→ Instructions for the task
Using the data that follows, state the number of lines holding the word "InputPaths", and give no other output.

===== Data to examine =====

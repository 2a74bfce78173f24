use thiserror::Error;

pub type Result<T> = std::result::Result<T, PipelineError>;

/// Failures that abort a run. Nothing here is recoverable mid-pipeline; the
/// caller fixes the input and re-runs from scratch.
#[derive(Debug, Error)]
pub enum PipelineError {
    #[error("failed to access {path}: {source}")]
    Io {
        path: String,
        #[source]
        source: std::io::Error,
    },

    #[error("malformed CSV in {path}: {source}")]
    Csv {
        path: String,
        #[source]
        source: csv::Error,
    },

    #[error("{path} is missing required column `{column}`")]
    MissingColumn { path: String, column: &'static str },

    #[error("{path} row {row}: invalid {column} value {value:?}")]
    InvalidValue {
        path: String,
        row: usize,
        column: &'static str,
        value: String,
    },

    #[error("{path} row {row}: duplicate key {key}")]
    DuplicateKey {
        path: String,
        row: usize,
        key: String,
    },

    #[error("configuration error: {0}")]
    Config(String),
}

impl PipelineError {
    pub fn invalid(path: &str, row: usize, column: &'static str, value: &str) -> Self {
        Self::InvalidValue {
            path: path.to_string(),
            row,
            column,
            value: value.to_string(),
        }
    }
}
use std::path::{Path, PathBuf};

use serde::{Deserialize, Serialize};

use crate::error::{PipelineError, Result};

/// Annotation labels prepended to metadata cells by the transcription sheet.
#[derive(Debug, Clone, PartialEq, Eq, Deserialize, Serialize)]
#[serde(default)]
pub struct Prefixes {
    pub age: String,
    pub migrated_from: String,
    pub migrated_to: String,
}

impl Default for Prefixes {
    fn default() -> Self {
        Self {
            age: "Age in 1947: ".to_string(),
            migrated_from: "Migrated From: ".to_string(),
            migrated_to: "Migrated To: ".to_string(),
        }
    }
}

/// Hub of the hub-and-spoke model.
#[derive(Debug, Clone, PartialEq, Deserialize, Serialize)]
#[serde(default)]
pub struct Destination {
    pub name: String,
    pub longitude: f64,
    pub latitude: f64,
}

impl Default for Destination {
    fn default() -> Self {
        Self {
            name: "Delhi".to_string(),
            longitude: 77.2219388,
            latitude: 28.6517178,
        }
    }
}

#[derive(Debug, Clone, Default, PartialEq, Eq, Deserialize, Serialize)]
#[serde(default)]
pub struct InputPaths {
    pub mentions: Option<PathBuf>,
    pub lookup: Option<PathBuf>,
    pub resolved: Option<PathBuf>,
    pub distances: Option<PathBuf>,
    pub countries: Option<PathBuf>,
}

#[derive(Debug, Clone, PartialEq, Deserialize, Serialize)]
#[serde(default)]
pub struct Config {
    pub prefixes: Prefixes,
    pub destination: Destination,
    /// Country a location must differ from to count as international.
    pub home_country: String,
    pub inputs: InputPaths,
}

impl Default for Config {
    fn default() -> Self {
        Self {
            prefixes: Prefixes::default(),
            destination: Destination::default(),
            home_country: "India".to_string(),
            inputs: InputPaths::default(),
        }
    }
}

impl Config {
    /// Reads a TOML config, or returns the defaults when no path is given.
    pub fn load(path: Option<&Path>) -> Result<Self> {
        let Some(path) = path else {
            return Ok(Self::default());
        };
        let content = std::fs::read_to_string(path).map_err(|source| PipelineError::Io {
            path: path.display().to_string(),
            source,
        })?;
        Self::parse(&content)
            .map_err(|err| PipelineError::Config(format!("{}: {err}", path.display())))
    }

    pub fn parse(content: &str) -> std::result::Result<Self, toml::de::Error> {
        toml::from_str(content)
    }
}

=====

→ Answer to the problem
3